‘Werewolf By Night’ Review: Michael Giacchino Opens The Spooky, Supernatural Horror Realm Of The Marvel Universe

Marvel Comics spans a multitude of genres and subgenres beyond traditional superheroes and super geniuses, and over the years, Marvel Studios has tried to explore them all. “Guardians Of The Galaxy” opened up the cosmic side of the Marvel Cinematic Universe (MCU), the “Thor” films have been able to examine gods and fantasy, “Doctor Strange” movies unlocked the mystical realms, and recent and upcoming characters like Moon Knight, Daredevil, and Blade seem poised to finally unveil the street-level supernatural sub-genre element of Marvel. Adjacent to this category is Marvel’s spooky horror and supernatural territory, which is finally explored in the new Marvel special presentation “Werewolf By Night.”
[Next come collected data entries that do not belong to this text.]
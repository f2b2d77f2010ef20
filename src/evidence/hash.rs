//! SHA-256 canonicalization and hash-chain verification for envelopes.

use sha2::{Digest, Sha256};

use super::model::EvidenceEnvelope;
use super::EvidenceError;

/// Matches a lower-case 64-character hex SHA-256 digest.
pub fn is_sha256_hex(value: &str) -> bool {
    value.len() == 64 && value.chars().all(|c| c.is_ascii_hexdigit() && !c.is_ascii_uppercase())
}

/// Serialize the envelope with `provenance.hash` forced empty, for
/// hashing. Map keys are sorted by `serde_json`'s default `Value`
/// ordering (`BTreeMap`-backed), giving a stable byte sequence for the
/// same logical content regardless of field insertion order upstream.
pub fn canonicalize(envelope: &EvidenceEnvelope) -> Result<String, EvidenceError> {
    let mut value = serde_json::to_value(envelope)?;
    if let Some(provenance) = value.get_mut("provenance") {
        provenance["hash"] = serde_json::Value::String(String::new());
    }
    let canonical: serde_json::Value = serde_json::from_str(&serde_json::to_string(&value)?)?;
    serde_json::to_string(&canonical).map_err(EvidenceError::from)
}

pub fn compute_hash(envelope: &EvidenceEnvelope) -> Result<String, EvidenceError> {
    let canonical = canonicalize(envelope)?;
    let mut hasher = Sha256::new();
    hasher.update(canonical.as_bytes());
    Ok(hex_encode(&hasher.finalize()))
}

pub fn sha256_hex(bytes: &[u8]) -> String {
    let mut hasher = Sha256::new();
    hasher.update(bytes);
    hex_encode(&hasher.finalize())
}

fn hex_encode(bytes: &[u8]) -> String {
    bytes.iter().map(|b| format!("{b:02x}")).collect()
}

/// Walk a sequence of chained envelopes, checking that each one's
/// `hash_prev` matches its predecessor's `hash` and that `sequence`
/// increases by exactly one.
pub fn verify_chain(envelopes: &[EvidenceEnvelope]) -> Result<(), EvidenceError> {
    for window in envelopes.windows(2) {
        let (prev, next) = (&window[0], &window[1]);
        if next.provenance.hash_prev.as_deref() != Some(prev.provenance.hash.as_str()) {
            return Err(EvidenceError::ChainBreak(format!(
                "envelope {} hash_prev does not match envelope {}'s hash",
                next.provenance.run_id, prev.provenance.run_id
            )));
        }
        if next.provenance.sequence != prev.provenance.sequence + 1 {
            return Err(EvidenceError::ChainBreak(format!(
                "envelope {} sequence {} does not follow {}",
                next.provenance.run_id, next.provenance.sequence, prev.provenance.sequence
            )));
        }
    }
    Ok(())
}
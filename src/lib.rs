//! Dependency-aware scheduling for interdependent workstreams, with
//! checkpointing, circuit breaking, and tamper-evident evidence capture
//! at each boundary.
//!
//! # Layout
//!
//! - [`graph`] - the dependency graph a feature's workstreams form.
//! - [`breaker`] - the three-state circuit breaker guarding launches.
//! - [`checkpoint`] - crash-safe, atomic checkpoint persistence.
//! - [`dispatcher`] - the bounded-concurrency scheduling loop.
//! - [`evidence`] - envelope model, hashing, trace validation, attestation.
//! - [`resolver`] - workstream/tracker/issue id classification and lookup.
//! - [`shutdown`] - the cooperative cancellation token used by the dispatcher.
//! - [`config`] - dispatcher and breaker configuration.

pub mod breaker;
pub mod checkpoint;
pub mod config;
pub mod dispatcher;
pub mod error;
pub mod evidence;
pub mod graph;
pub mod logging;
pub mod resolver;
pub mod shutdown;

pub use breaker::{Breaker, BreakerConfig, BreakerState};
pub use checkpoint::{CheckpointDocument, CheckpointError, CheckpointManager};
pub use config::DispatcherConfig;
pub use dispatcher::{Dispatcher, DispatcherError, WorkerFn, WorkstreamOutcome};
pub use error::OrchestratorError;
pub use graph::{Graph, GraphError, NodeId};
pub use resolver::{classify, IdKind, ResolvedId, ResolverError};
pub use shutdown::CancellationToken;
Directed by Oscar-winning composer Michael Giacchino (the “Spider-Man” trilogy and “Thor: Love & Thunder”), while it may seem like a big leap for a musician to turn filmmaker, in truth, Giacchino went to film school, and filmmaking was his first passion. Giacchino’s affinity for music inadvertently sidelined him when he realized he could fulfill the much-needed niche of his filmmaking peers: the music.

READ MORE: Michael Giacchino Denies ‘Werewolf By Night’ Cameos: “Rumors Are Insanely Inaccurate 99.9% Of The Time”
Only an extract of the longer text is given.